▼

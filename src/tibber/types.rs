//! Wire types for the Tibber GraphQL API

use super::{HomeInfo, HomePrices};
use serde::Deserialize;

pub const HOMES_QUERY: &str = r"
query Homes {
    viewer {
        homes {
            id
            appNickname
            currentSubscription { status }
        }
    }
}
";

pub const PRICE_INFO_QUERY: &str = r"
query PriceInfo($homeId: ID!) {
    viewer {
        home(id: $homeId) {
            currentSubscription {
                priceInfo {
                    current { currency }
                    today { total startsAt currency }
                    tomorrow { total startsAt currency }
                }
            }
        }
    }
}
";

#[derive(Debug, Deserialize)]
pub struct GraphQlResponse<T> {
    pub data: Option<T>,
    #[serde(default)]
    pub errors: Option<Vec<GraphQlError>>,
}

#[derive(Debug, Deserialize)]
pub struct GraphQlError {
    pub message: String,
}

#[derive(Debug, Deserialize)]
pub struct HomesData {
    pub viewer: HomesViewer,
}

#[derive(Debug, Deserialize)]
pub struct HomesViewer {
    #[serde(default)]
    pub homes: Option<Vec<HomeNode>>,
}

#[derive(Debug, Deserialize)]
#[serde(rename_all = "camelCase")]
pub struct HomeNode {
    pub id: String,
    pub app_nickname: Option<String>,
    pub current_subscription: Option<SubscriptionNode>,
}

#[derive(Debug, Deserialize)]
pub struct SubscriptionNode {
    pub status: Option<String>,
}

impl From<HomeNode> for HomeInfo {
    fn from(node: HomeNode) -> Self {
        Self {
            home_id: node.id,
            app_nickname: node.app_nickname,
            subscription_status: node.current_subscription.and_then(|s| s.status),
        }
    }
}

#[derive(Debug, Deserialize)]
pub struct PriceData {
    pub viewer: PriceViewer,
}

#[derive(Debug, Deserialize)]
pub struct PriceViewer {
    pub home: Option<PriceHome>,
}

#[derive(Debug, Deserialize)]
#[serde(rename_all = "camelCase")]
pub struct PriceHome {
    pub current_subscription: Option<PriceSubscription>,
}

#[derive(Debug, Deserialize)]
#[serde(rename_all = "camelCase")]
pub struct PriceSubscription {
    pub price_info: Option<PriceInfo>,
}

#[derive(Debug, Default, Deserialize)]
pub struct PriceInfo {
    pub current: Option<PriceEntry>,
    pub today: Option<Vec<PriceEntry>>,
    pub tomorrow: Option<Vec<PriceEntry>>,
}

#[derive(Debug, Deserialize)]
#[serde(rename_all = "camelCase")]
pub struct PriceEntry {
    pub total: Option<f64>,
    pub starts_at: Option<String>,
    pub currency: Option<String>,
}

impl From<PriceInfo> for HomePrices {
    fn from(info: PriceInfo) -> Self {
        let entries: Vec<PriceEntry> = info
            .today
            .into_iter()
            .flatten()
            .chain(info.tomorrow.into_iter().flatten())
            .collect();

        let currency = info
            .current
            .and_then(|c| c.currency)
            .or_else(|| entries.iter().find_map(|e| e.currency.clone()))
            .unwrap_or_default();

        let price_total = entries
            .into_iter()
            .filter_map(|e| Some((e.starts_at?, e.total?)))
            .collect();

        Self {
            currency,
            price_total,
        }
    }
}

#[cfg(test)]
mod tests {
    use super::*;
    use serde_json::json;

    #[test]
    fn homes_response_maps_to_home_info() {
        let body = json!({
            "data": {"viewer": {"homes": [
                {"id": "h1", "appNickname": "Villa", "currentSubscription": {"status": "running"}},
                {"id": "h2", "appNickname": null, "currentSubscription": null}
            ]}}
        });
        let parsed: GraphQlResponse<HomesData> = serde_json::from_value(body).unwrap();
        let homes: Vec<HomeInfo> = parsed
            .data
            .unwrap()
            .viewer
            .homes
            .unwrap()
            .into_iter()
            .map(HomeInfo::from)
            .collect();
        assert_eq!(homes.len(), 2);
        assert!(homes[0].is_active());
        assert_eq!(homes[0].display_name(), "Villa");
        assert!(!homes[1].is_active());
    }

    #[test]
    fn price_info_merges_today_and_tomorrow() {
        let body = json!({
            "current": {"currency": "NOK"},
            "today": [
                {"total": 1.2345, "startsAt": "2026-10-19T00:00:00.000+02:00", "currency": "NOK"},
                {"total": 1.5, "startsAt": "2026-10-19T01:00:00.000+02:00", "currency": "NOK"}
            ],
            "tomorrow": null
        });
        let info: PriceInfo = serde_json::from_value(body).unwrap();
        let prices = HomePrices::from(info);
        assert_eq!(prices.currency, "NOK");
        assert_eq!(prices.price_total.len(), 2);
        assert_eq!(
            prices.price_total.get("2026-10-19T01:00:00.000+02:00"),
            Some(&1.5)
        );
    }

    #[test]
    fn incomplete_entries_are_skipped() {
        let body = json!({
            "today": [
                {"total": null, "startsAt": "2026-10-19T00:00:00.000+02:00", "currency": "SEK"},
                {"total": 0.9, "startsAt": "2026-10-19T01:00:00.000+02:00", "currency": "SEK"}
            ]
        });
        let info: PriceInfo = serde_json::from_value(body).unwrap();
        let prices = HomePrices::from(info);
        assert_eq!(prices.currency, "SEK");
        assert_eq!(prices.price_total.len(), 1);
    }
}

▲

Task prompt>
Please retype the top of the data exactly, down to and including the line that holds "pub const PRICE_INFO_QUERY: &str", and nothing further.

Response to this task>
filename src/tibber/types.rs
//! Wire types for the Tibber GraphQL API

use super::{HomeInfo, HomePrices};
use serde::Deserialize;

pub const HOMES_QUERY: &str = r"
query Homes {
    viewer {
        homes {
            id
            appNickname
            currentSubscription { status }
        }
    }
}
";

pub const PRICE_INFO_QUERY: &str = r"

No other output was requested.